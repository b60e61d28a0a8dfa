//! llm-echo HTTP server
//!
//! Starts an Axum web server that mocks an LLM chat API by echoing the last
//! message of each submitted conversation.

use clap::Parser;
use llm_echo::{
    cli::{Cli, Command},
    config::Config,
    handlers::{self, AppState},
    telemetry,
};
use std::net::SocketAddr;

#[tokio::main]
async fn main() -> Result<(), Box<dyn std::error::Error>> {
    let cli = Cli::parse();

    if let Some(Command::Config { output }) = cli.command {
        let template = llm_echo::cli::generate_config_template();
        match output {
            Some(path) => {
                std::fs::write(&path, template)?;
                println!("Wrote configuration template to {path}");
            }
            None => print!("{template}"),
        }
        return Ok(());
    }

    // Load configuration (defaults if the file is absent)
    let config = Config::from_file_or_default(&cli.config)?;

    // Initialize telemetry
    telemetry::init(&config.observability.log_level);

    tracing::info!(
        "Starting llm-echo server on {}:{}",
        config.server.host,
        config.server.port
    );

    // Create socket address
    let addr = SocketAddr::from((
        config
            .server
            .host
            .parse::<std::net::IpAddr>()
            .unwrap_or_else(|_| std::net::IpAddr::from([0, 0, 0, 0])),
        config.server.port,
    ));

    // Build router
    let app = handlers::app(AppState::new(config))?;

    tracing::info!("Listening on {}", addr);
    tracing::info!("Liveness check available at http://{}/", addr);
    tracing::info!("Chat endpoint available at http://{}/chat", addr);

    // Start server
    let listener = tokio::net::TcpListener::bind(addr).await?;
    axum::serve(listener, app).await?;

    Ok(())
}
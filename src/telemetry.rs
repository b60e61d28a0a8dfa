//! Telemetry and observability setup
//!
//! Configures structured logging with tracing and tracing-subscriber.

use std::sync::Once;
use tracing_subscriber::{EnvFilter, layer::SubscriberExt, util::SubscriberInitExt};

static INIT: Once = Once::new();

/// Initialize tracing subscriber for structured logging
///
/// This can only be called once per process. Subsequent calls are silently ignored.
///
/// Reads log level from RUST_LOG environment variable, defaulting to the
/// level specified in config (or "info" if not set).
///
/// # Examples
///
/// ```no_run
/// llm_echo::telemetry::init("info");
/// tracing::info!("Application started");
/// ```
pub fn init(default_level: &str) {
    INIT.call_once(|| {
        let filter = EnvFilter::try_from_default_env().unwrap_or_else(|_| {
            EnvFilter::new(format!("llm_echo={},tower_http=debug", default_level))
        });

        tracing_subscriber::registry()
            .with(filter)
            .with(tracing_subscriber::fmt::layer())
            .init();
    });
}
//! HTTP request handlers for the llm-echo API

use crate::config::{Config, CorsConfig};
use crate::error::{AppError, AppResult};
use crate::middleware::request_id_middleware;
use axum::{
    Router,
    http::HeaderValue,
    routing::{get, post},
};
use std::sync::Arc;
use tower_http::cors::{AllowHeaders, AllowMethods, AllowOrigin, CorsLayer};
use tower_http::trace::TraceLayer;

pub mod chat;
pub mod root;

/// Application state shared across all handlers
///
/// Holds the configuration behind an Arc for cheap cloning across Axum handlers.
#[derive(Clone)]
pub struct AppState {
    config: Arc<Config>,
}

impl AppState {
    /// Create a new AppState from configuration
    pub fn new(config: Config) -> Self {
        Self {
            config: Arc::new(config),
        }
    }

    /// Get reference to the configuration
    pub fn config(&self) -> &Config {
        &self.config
    }
}

/// Build the application router
///
/// Constructs all routes and layers explicitly from the given state; no
/// global state is touched. The CORS policy comes from configuration rather
/// than a hidden middleware default.
pub fn app(state: AppState) -> AppResult<Router> {
    let cors = cors_layer(&state.config().cors)?;

    Ok(Router::new()
        .route("/", get(root::handler))
        .route("/chat", post(chat::handler))
        .layer(axum::middleware::from_fn(request_id_middleware))
        .layer(cors)
        .layer(TraceLayer::new_for_http())
        .with_state(state))
}

/// Translate the configured CORS policy into a tower-http layer
///
/// tower-http rejects the `*` wildcard origin when credentials are allowed;
/// mirroring the request's origin, methods, and headers grants the same open
/// policy without tripping that restriction.
fn cors_layer(cors: &CorsConfig) -> AppResult<CorsLayer> {
    let origin = if cors.allows_any_origin() {
        AllowOrigin::mirror_request()
    } else {
        let origins = cors
            .allowed_origins
            .iter()
            .map(|o| o.parse::<HeaderValue>())
            .collect::<Result<Vec<_>, _>>()
            .map_err(|e| AppError::Config(format!("invalid CORS origin: {e}")))?;
        AllowOrigin::list(origins)
    };

    Ok(CorsLayer::new()
        .allow_origin(origin)
        .allow_methods(AllowMethods::mirror_request())
        .allow_headers(AllowHeaders::mirror_request())
        .allow_credentials(cors.allow_credentials))
}
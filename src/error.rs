//! Error types for llm-echo
//!
//! All errors implement `IntoResponse` for Axum handlers.

use axum::{
    Json,
    http::StatusCode,
    response::{IntoResponse, Response},
};
use thiserror::Error;

/// Main error type for the application
#[derive(Error, Debug)]
pub enum AppError {
    #[error("Configuration error: {0}")]
    Config(String),

    #[error("Invalid request: {0}")]
    Validation(String),

    #[error("Internal error: {0}")]
    Internal(String),
}

impl IntoResponse for AppError {
    fn into_response(self) -> Response {
        let (status, message) = match &self {
            Self::Validation(_) => (StatusCode::BAD_REQUEST, self.to_string()),
            Self::Config(_) => (StatusCode::INTERNAL_SERVER_ERROR, self.to_string()),
            Self::Internal(_) => (StatusCode::INTERNAL_SERVER_ERROR, self.to_string()),
        };

        let body = Json(serde_json::json!({
            "error": message,
        }));

        (status, body).into_response()
    }
}

/// Convenience type alias for Results
pub type AppResult<T> = Result<T, AppError>;
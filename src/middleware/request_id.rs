//! Request ID middleware
//!
//! Generates a unique UUID for each incoming request and makes it available
//! throughout the request lifecycle via Axum extensions.

use axum::{extract::Request, http::HeaderValue, middleware::Next, response::Response};
use uuid::Uuid;

/// Request ID header name
pub const REQUEST_ID_HEADER: &str = "x-request-id";

/// Request ID wrapper type for Axum extensions
#[derive(Debug, Clone, Copy)]
pub struct RequestId(pub Uuid);

impl RequestId {
    /// Generate a new random request ID
    pub fn new() -> Self {
        Self(Uuid::new_v4())
    }

    /// Get the UUID value
    pub fn as_uuid(&self) -> Uuid {
        self.0
    }
}

impl Default for RequestId {
    fn default() -> Self {
        Self::new()
    }
}

impl std::fmt::Display for RequestId {
    fn fmt(&self, f: &mut std::fmt::Formatter<'_>) -> std::fmt::Result {
        write!(f, "{}", self.0)
    }
}

/// Middleware that generates and attaches a request ID to each request
///
/// The request ID is:
/// 1. Generated as a UUID v4
/// 2. Attached to the request via extensions (accessible in handlers)
/// 3. Added to the response headers for client correlation
pub async fn request_id_middleware(mut request: Request, next: Next) -> Response {
    let request_id = RequestId::new();

    tracing::debug!(
        request_id = %request_id,
        method = %request.method(),
        uri = %request.uri(),
        "Incoming request"
    );

    request.extensions_mut().insert(request_id);

    let mut response = next.run(request).await;

    if let Ok(header_value) = HeaderValue::from_str(&request_id.to_string()) {
        response
            .headers_mut()
            .insert(REQUEST_ID_HEADER, header_value);
    }

    response
}

#[cfg(test)]
mod tests {
    use super::*;

    #[test]
    fn test_request_ids_are_unique() {
        let a = RequestId::new();
        let b = RequestId::new();
        assert_ne!(a.as_uuid(), b.as_uuid());
    }

    #[test]
    fn test_request_id_display_matches_uuid() {
        let id = RequestId::new();
        assert_eq!(id.to_string(), id.as_uuid().to_string());
    }
}
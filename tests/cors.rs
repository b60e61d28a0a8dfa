//! Integration tests for the configurable CORS policy
//!
//! The default policy is fully open (any origin, with credentials); an
//! explicit origin list restricts which origins receive CORS headers.

use axum::{
    Router,
    body::Body,
    http::{Request, StatusCode},
};
use llm_echo::{
    config::{Config, CorsConfig},
    handlers::{self, AppState},
};
use tower::ServiceExt;

fn open_app() -> Router {
    handlers::app(AppState::new(Config::default())).expect("should build app")
}

fn restricted_app(origin: &str) -> Router {
    let config = Config {
        cors: CorsConfig {
            allowed_origins: vec![origin.to_string()],
            allow_credentials: false,
        },
        ..Config::default()
    };
    handlers::app(AppState::new(config)).expect("should build app")
}

fn preflight(origin: &str) -> Request<Body> {
    Request::builder()
        .method("OPTIONS")
        .uri("/chat")
        .header("origin", origin)
        .header("access-control-request-method", "POST")
        .header("access-control-request-headers", "content-type")
        .body(Body::empty())
        .unwrap()
}

#[tokio::test]
async fn test_open_policy_mirrors_any_origin() {
    let response = open_app()
        .oneshot(preflight("http://example.com"))
        .await
        .unwrap();

    assert_eq!(response.status(), StatusCode::OK);
    assert_eq!(
        response
            .headers()
            .get("access-control-allow-origin")
            .expect("preflight should allow the origin"),
        "http://example.com"
    );
    assert_eq!(
        response
            .headers()
            .get("access-control-allow-credentials")
            .expect("open policy should allow credentials"),
        "true"
    );
}

#[tokio::test]
async fn test_open_policy_mirrors_requested_method_and_headers() {
    let response = open_app()
        .oneshot(preflight("http://localhost:5173"))
        .await
        .unwrap();

    let allow_methods = response
        .headers()
        .get("access-control-allow-methods")
        .expect("preflight should allow the requested method");
    assert!(allow_methods.to_str().unwrap().contains("POST"));

    let allow_headers = response
        .headers()
        .get("access-control-allow-headers")
        .expect("preflight should allow the requested headers");
    assert!(allow_headers.to_str().unwrap().contains("content-type"));
}

#[tokio::test]
async fn test_open_policy_adds_origin_on_simple_requests() {
    let response = open_app()
        .oneshot(
            Request::builder()
                .uri("/")
                .header("origin", "http://example.com")
                .body(Body::empty())
                .unwrap(),
        )
        .await
        .unwrap();

    assert_eq!(response.status(), StatusCode::OK);
    assert_eq!(
        response
            .headers()
            .get("access-control-allow-origin")
            .expect("simple request should carry CORS headers"),
        "http://example.com"
    );
}

#[tokio::test]
async fn test_restricted_policy_allows_listed_origin() {
    let response = restricted_app("http://localhost:3000")
        .oneshot(preflight("http://localhost:3000"))
        .await
        .unwrap();

    assert_eq!(
        response
            .headers()
            .get("access-control-allow-origin")
            .expect("listed origin should be allowed"),
        "http://localhost:3000"
    );
}

#[tokio::test]
async fn test_restricted_policy_omits_headers_for_other_origins() {
    let response = restricted_app("http://localhost:3000")
        .oneshot(preflight("http://evil.example"))
        .await
        .unwrap();

    assert!(
        response
            .headers()
            .get("access-control-allow-origin")
            .is_none(),
        "unlisted origin must not receive CORS headers"
    );
}
//! Root liveness endpoint
//!
//! Provides a simple liveness check for monitoring and load balancers.

use axum::{Json, http::StatusCode};
use serde::Serialize;

/// Liveness response
#[derive(Debug, Serialize)]
pub struct RootResponse {
    /// Fixed service banner
    pub message: &'static str,
}

/// Liveness handler
///
/// Always returns 200 OK with the service banner; no state is consulted.
pub async fn handler() -> (StatusCode, Json<RootResponse>) {
    (
        StatusCode::OK,
        Json(RootResponse {
            message: "LLM API is running",
        }),
    )
}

Exercise instructions: Copy out each line of the entries that holds "derive".

Solved problem:
#[derive(Clone)]
#[derive(Error, Debug)]
#[derive(Debug, Clone, Copy)]
#[derive(Debug, Serialize)]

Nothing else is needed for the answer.